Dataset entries
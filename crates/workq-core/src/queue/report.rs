//! Drain report: what one drain pass did.

use serde::{Deserialize, Serialize};

/// Counts collected by a single drain.
///
/// - Ordered: `retried` counts tight in-drain retries; `halted` is set whenever a
///   terminal failure ended the pass, even if nothing was queued behind it.
/// - Randomized: `retried` counts entries deferred to the next tick.
#[derive(Debug, Clone, Copy, Default, PartialEq, Eq, Serialize, Deserialize)]
pub struct DrainReport {
    /// Action invocations.
    pub attempted: usize,

    pub succeeded: usize,

    /// Terminal failures (completion reported as `false`).
    pub failed: usize,

    pub retried: usize,

    /// Entries dropped because they had no action.
    pub discarded: usize,

    pub halted: bool,
}

impl DrainReport {
    /// Nothing ran.
    pub fn is_idle(&self) -> bool {
        self.attempted == 0 && self.discarded == 0
    }
}

#[cfg(test)]
mod tests {
    use super::*;

    #[test]
    fn default_report_is_idle() {
        assert!(DrainReport::default().is_idle());
        let report = DrainReport {
            discarded: 1,
            ..DrainReport::default()
        };
        assert!(!report.is_idle());
    }
}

PROMPT:
Quote all the records. Keep every word exact.

RESPONSE:
filename crates/workq-core/src/queue/report.rs
//! Drain report: what one drain pass did.

use serde::{Deserialize, Serialize};

/// Counts collected by a single drain.
///
/// - Ordered: `retried` counts tight in-drain retries; `halted` is set whenever a
///   terminal failure ended the pass, even if nothing was queued behind it.
/// - Randomized: `retried` counts entries deferred to the next tick.
#[derive(Debug, Clone, Copy, Default, PartialEq, Eq, Serialize, Deserialize)]
pub struct DrainReport {
    /// Action invocations.
    pub attempted: usize,

    pub succeeded: usize,

    /// Terminal failures (completion reported as `false`).
    pub failed: usize,

    pub retried: usize,

    /// Entries dropped because they had no action.
    pub discarded: usize,

    pub halted: bool,
}

impl DrainReport {
    /// Nothing ran.
    pub fn is_idle(&self) -> bool {
        self.attempted == 0 && self.discarded == 0
    }
}

#[cfg(test)]
mod tests {
    use super::*;

    #[test]
    fn default_report_is_idle() {
        assert!(DrainReport::default().is_idle());
        let report = DrainReport {
            discarded: 1,
            ..DrainReport::default()
        };
        assert!(!report.is_idle());
    }
}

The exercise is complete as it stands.